▶ _Brief_: For each line of the listing that holds "ResourceDrops", show the full line.
══════
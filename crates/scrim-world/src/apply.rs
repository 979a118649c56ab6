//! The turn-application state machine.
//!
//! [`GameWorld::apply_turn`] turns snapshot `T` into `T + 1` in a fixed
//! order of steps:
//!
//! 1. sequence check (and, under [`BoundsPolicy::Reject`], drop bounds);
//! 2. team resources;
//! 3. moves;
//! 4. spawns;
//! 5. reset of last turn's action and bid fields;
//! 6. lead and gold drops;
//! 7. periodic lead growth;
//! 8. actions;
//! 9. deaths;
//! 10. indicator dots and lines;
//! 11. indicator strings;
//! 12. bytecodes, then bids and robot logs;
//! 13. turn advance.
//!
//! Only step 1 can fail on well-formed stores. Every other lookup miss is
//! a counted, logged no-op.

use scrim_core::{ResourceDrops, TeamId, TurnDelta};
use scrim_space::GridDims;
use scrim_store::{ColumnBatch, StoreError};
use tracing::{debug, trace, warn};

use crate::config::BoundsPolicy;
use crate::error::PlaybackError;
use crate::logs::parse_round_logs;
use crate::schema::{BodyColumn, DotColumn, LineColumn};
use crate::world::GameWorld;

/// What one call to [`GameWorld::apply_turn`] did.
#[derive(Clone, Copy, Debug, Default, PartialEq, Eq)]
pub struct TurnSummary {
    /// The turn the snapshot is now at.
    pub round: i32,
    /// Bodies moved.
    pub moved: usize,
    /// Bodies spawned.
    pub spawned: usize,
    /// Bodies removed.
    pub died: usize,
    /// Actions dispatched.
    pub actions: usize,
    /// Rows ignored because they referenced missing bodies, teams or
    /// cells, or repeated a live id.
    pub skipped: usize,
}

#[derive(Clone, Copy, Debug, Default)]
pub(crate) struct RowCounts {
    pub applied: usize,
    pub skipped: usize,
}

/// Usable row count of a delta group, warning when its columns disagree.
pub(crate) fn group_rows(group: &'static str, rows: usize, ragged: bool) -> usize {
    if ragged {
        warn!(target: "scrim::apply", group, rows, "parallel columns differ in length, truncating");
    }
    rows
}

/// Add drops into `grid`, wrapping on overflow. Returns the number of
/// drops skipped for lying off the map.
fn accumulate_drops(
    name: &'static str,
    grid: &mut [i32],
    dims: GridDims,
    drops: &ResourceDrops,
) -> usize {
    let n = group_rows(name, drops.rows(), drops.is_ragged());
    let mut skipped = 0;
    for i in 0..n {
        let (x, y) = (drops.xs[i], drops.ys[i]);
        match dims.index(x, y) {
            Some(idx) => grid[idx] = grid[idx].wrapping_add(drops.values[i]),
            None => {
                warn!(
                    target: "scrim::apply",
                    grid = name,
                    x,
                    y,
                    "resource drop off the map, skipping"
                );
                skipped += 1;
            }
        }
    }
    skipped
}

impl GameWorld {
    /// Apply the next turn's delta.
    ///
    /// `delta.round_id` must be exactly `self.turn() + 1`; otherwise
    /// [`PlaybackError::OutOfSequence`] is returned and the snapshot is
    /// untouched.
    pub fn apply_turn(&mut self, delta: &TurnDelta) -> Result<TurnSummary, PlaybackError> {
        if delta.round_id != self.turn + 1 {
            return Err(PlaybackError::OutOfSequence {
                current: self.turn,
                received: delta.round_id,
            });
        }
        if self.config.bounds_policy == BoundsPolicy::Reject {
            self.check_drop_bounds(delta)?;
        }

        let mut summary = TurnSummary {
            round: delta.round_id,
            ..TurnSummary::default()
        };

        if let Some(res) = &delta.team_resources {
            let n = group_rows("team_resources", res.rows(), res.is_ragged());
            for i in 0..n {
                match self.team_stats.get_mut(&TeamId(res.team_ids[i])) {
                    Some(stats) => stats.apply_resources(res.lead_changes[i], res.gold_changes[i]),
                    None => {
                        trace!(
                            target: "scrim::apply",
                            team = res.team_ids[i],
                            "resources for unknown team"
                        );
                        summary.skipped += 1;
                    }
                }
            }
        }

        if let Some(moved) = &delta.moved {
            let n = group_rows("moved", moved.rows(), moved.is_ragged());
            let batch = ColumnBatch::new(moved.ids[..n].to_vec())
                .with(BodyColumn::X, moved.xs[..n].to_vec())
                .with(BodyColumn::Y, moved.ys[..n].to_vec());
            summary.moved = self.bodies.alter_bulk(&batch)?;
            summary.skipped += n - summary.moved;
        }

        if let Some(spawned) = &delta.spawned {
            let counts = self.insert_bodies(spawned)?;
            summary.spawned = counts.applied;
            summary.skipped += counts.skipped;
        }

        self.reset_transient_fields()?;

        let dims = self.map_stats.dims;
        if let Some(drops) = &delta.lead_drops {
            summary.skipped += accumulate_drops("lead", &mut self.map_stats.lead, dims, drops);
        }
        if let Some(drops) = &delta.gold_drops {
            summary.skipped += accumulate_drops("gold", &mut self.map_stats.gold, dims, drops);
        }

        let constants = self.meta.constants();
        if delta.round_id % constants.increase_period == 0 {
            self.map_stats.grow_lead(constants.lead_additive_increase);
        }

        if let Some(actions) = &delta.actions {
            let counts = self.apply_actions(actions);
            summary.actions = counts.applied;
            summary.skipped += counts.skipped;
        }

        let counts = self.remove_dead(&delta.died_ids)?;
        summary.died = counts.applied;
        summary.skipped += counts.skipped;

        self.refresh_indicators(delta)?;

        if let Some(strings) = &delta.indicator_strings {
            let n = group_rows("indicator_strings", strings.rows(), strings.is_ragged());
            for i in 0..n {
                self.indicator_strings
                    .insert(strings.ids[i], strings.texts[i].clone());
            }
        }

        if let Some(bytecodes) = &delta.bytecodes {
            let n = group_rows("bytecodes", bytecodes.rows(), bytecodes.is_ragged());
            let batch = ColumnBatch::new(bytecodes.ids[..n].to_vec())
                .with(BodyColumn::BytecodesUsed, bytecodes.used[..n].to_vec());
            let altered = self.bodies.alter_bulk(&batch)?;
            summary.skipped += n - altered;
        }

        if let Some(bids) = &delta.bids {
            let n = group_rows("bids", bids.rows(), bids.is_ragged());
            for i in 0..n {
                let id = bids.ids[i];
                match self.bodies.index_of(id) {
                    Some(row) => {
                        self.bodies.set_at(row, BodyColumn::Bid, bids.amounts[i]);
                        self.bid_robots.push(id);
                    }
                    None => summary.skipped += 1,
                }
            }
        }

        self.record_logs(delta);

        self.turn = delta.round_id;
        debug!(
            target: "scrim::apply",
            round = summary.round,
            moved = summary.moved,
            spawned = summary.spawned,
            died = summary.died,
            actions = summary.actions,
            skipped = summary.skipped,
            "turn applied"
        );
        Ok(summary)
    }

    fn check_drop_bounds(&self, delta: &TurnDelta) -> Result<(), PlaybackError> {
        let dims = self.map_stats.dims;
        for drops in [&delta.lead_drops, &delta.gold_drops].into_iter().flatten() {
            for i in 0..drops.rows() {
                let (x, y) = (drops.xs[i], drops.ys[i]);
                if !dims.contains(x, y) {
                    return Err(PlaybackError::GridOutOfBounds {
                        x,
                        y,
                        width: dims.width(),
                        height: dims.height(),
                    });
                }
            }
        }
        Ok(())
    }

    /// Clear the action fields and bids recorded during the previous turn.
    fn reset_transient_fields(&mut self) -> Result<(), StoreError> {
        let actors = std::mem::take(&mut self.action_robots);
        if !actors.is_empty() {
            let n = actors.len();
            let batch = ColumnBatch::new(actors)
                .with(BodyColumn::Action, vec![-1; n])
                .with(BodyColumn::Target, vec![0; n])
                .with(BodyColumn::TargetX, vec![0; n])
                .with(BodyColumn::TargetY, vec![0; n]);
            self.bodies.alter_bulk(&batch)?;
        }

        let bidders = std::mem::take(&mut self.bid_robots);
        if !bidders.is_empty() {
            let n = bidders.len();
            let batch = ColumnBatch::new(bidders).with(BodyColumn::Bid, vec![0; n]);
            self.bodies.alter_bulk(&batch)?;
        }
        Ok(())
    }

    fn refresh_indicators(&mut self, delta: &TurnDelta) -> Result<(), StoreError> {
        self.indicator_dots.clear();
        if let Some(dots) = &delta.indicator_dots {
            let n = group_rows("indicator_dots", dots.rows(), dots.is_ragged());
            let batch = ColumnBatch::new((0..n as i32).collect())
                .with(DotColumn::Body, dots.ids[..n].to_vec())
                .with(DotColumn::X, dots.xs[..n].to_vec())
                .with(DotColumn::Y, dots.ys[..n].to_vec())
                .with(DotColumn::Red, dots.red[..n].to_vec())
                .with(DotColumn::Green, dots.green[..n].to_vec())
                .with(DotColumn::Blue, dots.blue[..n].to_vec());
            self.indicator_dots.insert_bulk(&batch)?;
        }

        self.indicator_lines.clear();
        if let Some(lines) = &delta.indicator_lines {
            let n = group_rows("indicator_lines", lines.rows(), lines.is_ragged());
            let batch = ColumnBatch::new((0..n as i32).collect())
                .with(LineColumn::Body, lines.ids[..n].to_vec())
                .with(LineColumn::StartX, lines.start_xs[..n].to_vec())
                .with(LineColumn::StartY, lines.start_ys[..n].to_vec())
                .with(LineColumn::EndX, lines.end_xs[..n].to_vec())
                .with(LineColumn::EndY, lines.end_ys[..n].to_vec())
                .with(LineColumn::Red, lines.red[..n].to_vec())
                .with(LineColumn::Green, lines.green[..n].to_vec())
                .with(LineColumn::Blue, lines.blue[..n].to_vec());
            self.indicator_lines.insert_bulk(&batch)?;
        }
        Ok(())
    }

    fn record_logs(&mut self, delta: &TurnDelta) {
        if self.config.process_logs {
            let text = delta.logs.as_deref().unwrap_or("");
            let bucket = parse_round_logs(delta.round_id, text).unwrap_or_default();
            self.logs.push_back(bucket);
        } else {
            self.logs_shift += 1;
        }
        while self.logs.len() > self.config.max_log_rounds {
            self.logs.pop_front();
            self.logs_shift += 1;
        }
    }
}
══════
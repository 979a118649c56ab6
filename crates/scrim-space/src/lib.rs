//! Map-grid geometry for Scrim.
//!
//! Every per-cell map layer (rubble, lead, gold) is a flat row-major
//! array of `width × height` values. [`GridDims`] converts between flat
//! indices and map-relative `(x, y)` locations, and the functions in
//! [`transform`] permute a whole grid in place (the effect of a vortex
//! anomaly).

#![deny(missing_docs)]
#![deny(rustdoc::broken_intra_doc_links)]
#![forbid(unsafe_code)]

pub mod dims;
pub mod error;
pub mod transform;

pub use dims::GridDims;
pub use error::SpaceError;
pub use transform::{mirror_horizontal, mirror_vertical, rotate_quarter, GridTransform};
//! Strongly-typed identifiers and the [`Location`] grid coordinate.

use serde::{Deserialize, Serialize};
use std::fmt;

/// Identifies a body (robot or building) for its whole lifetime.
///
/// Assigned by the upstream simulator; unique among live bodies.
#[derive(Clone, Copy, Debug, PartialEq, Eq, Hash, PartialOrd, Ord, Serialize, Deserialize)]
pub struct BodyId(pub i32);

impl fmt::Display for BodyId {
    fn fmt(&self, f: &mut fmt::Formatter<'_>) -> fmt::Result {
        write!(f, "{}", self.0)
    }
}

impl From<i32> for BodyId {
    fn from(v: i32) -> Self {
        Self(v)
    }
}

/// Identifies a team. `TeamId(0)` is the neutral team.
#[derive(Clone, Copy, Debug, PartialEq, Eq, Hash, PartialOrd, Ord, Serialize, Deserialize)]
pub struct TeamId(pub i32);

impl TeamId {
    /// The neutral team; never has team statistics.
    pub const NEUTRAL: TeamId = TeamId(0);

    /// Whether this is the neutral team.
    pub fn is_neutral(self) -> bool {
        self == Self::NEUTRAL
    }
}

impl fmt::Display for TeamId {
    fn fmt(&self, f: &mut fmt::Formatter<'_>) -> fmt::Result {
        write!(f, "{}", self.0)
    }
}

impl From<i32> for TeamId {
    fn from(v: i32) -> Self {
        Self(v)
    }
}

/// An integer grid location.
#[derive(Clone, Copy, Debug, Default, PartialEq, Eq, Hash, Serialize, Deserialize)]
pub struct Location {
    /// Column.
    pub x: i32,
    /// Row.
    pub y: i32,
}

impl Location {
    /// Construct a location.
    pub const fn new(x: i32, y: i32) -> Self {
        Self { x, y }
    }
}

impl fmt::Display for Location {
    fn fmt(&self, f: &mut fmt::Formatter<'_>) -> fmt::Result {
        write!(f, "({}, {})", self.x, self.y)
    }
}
══════
▶ _Answer for the task_:
use scrim_core::{ResourceDrops, TeamId, TurnDelta};
    drops: &ResourceDrops,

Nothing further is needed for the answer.